Web Scraping to SQL: store and analyze with Python

Q: How do I avoid inserting the same record twice?

Put a UNIQUE constraint on a column that identifies the record, such as the product URL, then insert with INSERT OR IGNORE (or ON CONFLICT on PostgreSQL). The database skips any row whose key already exists, so re-running the scraper adds only new listings instead of duplicating the old ones.

Q: Why convert the price to a number before storing it?

Because a price kept as text like "$1,299.00" cannot be compared or averaged correctly: it sorts alphabetically and breaks aggregate functions. Stripping the symbol and commas to store a numeric price means WHERE price < 500, AVG(price), and ORDER BY price all behave as you expect.

Q: Do I need the JavaScript token for this?

Only if your target renders its content client-side. The normal token returns static HTML, which is enough for server-rendered pages. If the listing fills in after the page's scripts run, use the JS token and add the ajax_wait and page_wait options so the dynamic content loads before the HTML is captured.

Q: How do I scale this to many pages without overloading the database?

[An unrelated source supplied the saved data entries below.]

use std::path::{Path, PathBuf};

use serde::{Deserialize, Serialize};

use crate::constants::DEFAULT_BIND;

#[derive(Debug, Default, Serialize, Deserialize)]
pub struct LaterlockConfig {
    #[serde(default)]
    pub storage: StorageSection,
    #[serde(default)]
    pub server: ServerSection,
    #[serde(default)]
    pub security: SecuritySection,
}

#[derive(Debug, Default, Serialize, Deserialize)]
pub struct StorageSection {
    pub path: Option<String>,
}

#[derive(Debug, Serialize, Deserialize)]
pub struct ServerSection {
    #[serde(default = "default_bind")]
    pub bind: String,
}

impl Default for ServerSection {
    fn default() -> Self {
        Self {
            bind: default_bind(),
        }
    }
}

#[derive(Debug, Default, Serialize, Deserialize)]
pub struct SecuritySection {
    pub system_key_file: Option<String>,
}

fn default_bind() -> String {
    DEFAULT_BIND.to_string()
}

impl LaterlockConfig {
    pub fn new(db_path: &Path, system_key_file: &Path) -> Self {
        Self {
            storage: StorageSection {
                path: Some(db_path.to_string_lossy().to_string()),
            },
            server: ServerSection::default(),
            security: SecuritySection {
                system_key_file: Some(system_key_file.to_string_lossy().to_string()),
            },
        }
    }
}

pub fn default_config_path() -> anyhow::Result<PathBuf> {
    Ok(xdg_config_dir()?.join("config.toml"))
}

pub fn default_db_path() -> anyhow::Result<PathBuf> {
    Ok(xdg_data_dir()?.join("laterlock.db"))
}

pub fn default_keyfile_path() -> anyhow::Result<PathBuf> {
    Ok(xdg_config_dir()?.join("system.key"))
}

pub fn read_config(path: &Path) -> anyhow::Result<LaterlockConfig> {
    let contents = std::fs::read_to_string(path)
        .map_err(|e| anyhow::anyhow!("Failed to read config {}: {}", path.display(), e))?;
    toml::from_str(&contents)
        .map_err(|e| anyhow::anyhow!("Failed to parse config {}: {}", path.display(), e))
}

pub fn write_config(path: &Path, config: &LaterlockConfig) -> anyhow::Result<()> {
    if let Some(parent) = path.parent() {
        std::fs::create_dir_all(parent).map_err(|e| {
            anyhow::anyhow!(
                "Failed to create config directory {}: {}",
                parent.display(),
                e
            )
        })?;
    }
    let contents =
        toml::to_string_pretty(config).map_err(|e| anyhow::anyhow!("TOML error: {}", e))?;
    std::fs::write(path, contents)
        .map_err(|e| anyhow::anyhow!("Failed to write config {}: {}", path.display(), e))?;
    Ok(())
}

pub fn xdg_config_dir() -> anyhow::Result<PathBuf> {
    if let Ok(value) = std::env::var("XDG_CONFIG_HOME") {
        if !value.trim().is_empty() {
            return Ok(PathBuf::from(value).join("laterlock"));
        }
    }
    Ok(home_dir()?.join(".config").join("laterlock"))
}

pub fn xdg_data_dir() -> anyhow::Result<PathBuf> {
    if let Ok(value) = std::env::var("XDG_DATA_HOME") {
        if !value.trim().is_empty() {
            return Ok(PathBuf::from(value).join("laterlock"));
        }
    }
    Ok(home_dir()?.join(".local").join("share").join("laterlock"))
}

fn home_dir() -> anyhow::Result<PathBuf> {
    let home = std::env::var("HOME")
        .map_err(|_| anyhow::anyhow!("HOME is not set; cannot resolve default paths"))?;
    Ok(PathBuf::from(home))
}
//! Application-level utilities for the LaterLock CLI.
//!
//! This module provides:
//! - Application context for unified CLI + config handling
//! - Path resolution for config and database files
//! - System key resolution

mod context;
mod resolver;

pub use context::{AppContext, CliService};
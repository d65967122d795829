//! Constants used throughout the CLI.

/// Exit codes for the CLI.
///
/// These follow common Unix conventions:
/// - 0: Success
/// - 1: General error (used by anyhow for unhandled errors)
/// - 2: Misuse of shell command (reserved by shells)
/// - 3+: Application-specific errors
pub mod exit_codes {
    /// Resource not found (config, database, lock).
    pub const NOT_FOUND: i32 = 3;

    /// Invalid user input or arguments.
    pub const INVALID_INPUT: i32 = 4;

    /// Authentication failed (wrong passphrase, corrupted envelope).
    pub const AUTH_FAILED: i32 = 5;

    /// Disclosure refused: access not requested or wait not elapsed.
    pub const GATE_CLOSED: i32 = 6;
}

/// Environment variables read by the CLI.
pub mod env_vars {
    /// Passphrase for sealing or unsealing passphrase-path locks.
    pub const PASSPHRASE: &str = "LATERLOCK_PASSPHRASE";

    /// Log filter, takes precedence over `RUST_LOG`.
    pub const LOG: &str = "LATERLOCK_LOG";
}

/// Default HTTP bind address.
pub const DEFAULT_BIND: &str = "127.0.0.1:3000";

/// Largest request body the HTTP server accepts.
pub const MAX_BODY_BYTES: usize = 16 * 1024;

Paginate the scrape and pass the combined records to a batched executemany insert, committing every few thousand rows rather than after each one. For large crawls, the async Crawler queues requests and posts results to a webhook so you are not holding connections open, and indexing the columns you query keeps reads fast as the table grows.

Web scraping gets you the data, but storing and analyzing it is just as important. A folder of loose JSON or CSV files is fine for a one-off pull, yet the moment you want to track prices over time, compare records across sources, or answer a real question, that flat pile becomes the bottleneck. A SQL database gives scraped data a structured home you can query, filter, and aggregate without writing throwaway parsing code every time.

This guide builds the full path end to end with Python and SQL. You scrape a small set of product-style records from a neutral example page through the Crawling API, design a SQL schema, insert the parsed rows, and run analytical queries to pull insights back out. It stays scoped to public, illustrative data and a placeholder URL, so you can follow it safely and swap in your own target later.

What you will build

A runnable Python flow that fetches a rendered listing page through the Crawling API, parses each product card with BeautifulSoup, writes the records into a SQLite table, and then queries that table for price bands, averages, and category counts. Each scraped record carries these fields:

Name the product title shown on the listing card.
Price the listed price, stored as a number so you can compare and aggregate it.
Category the section or product type the item belongs to.
URL the link to the product's own page.
Scraped at a timestamp the database fills in automatically, so you can track when each row was collected.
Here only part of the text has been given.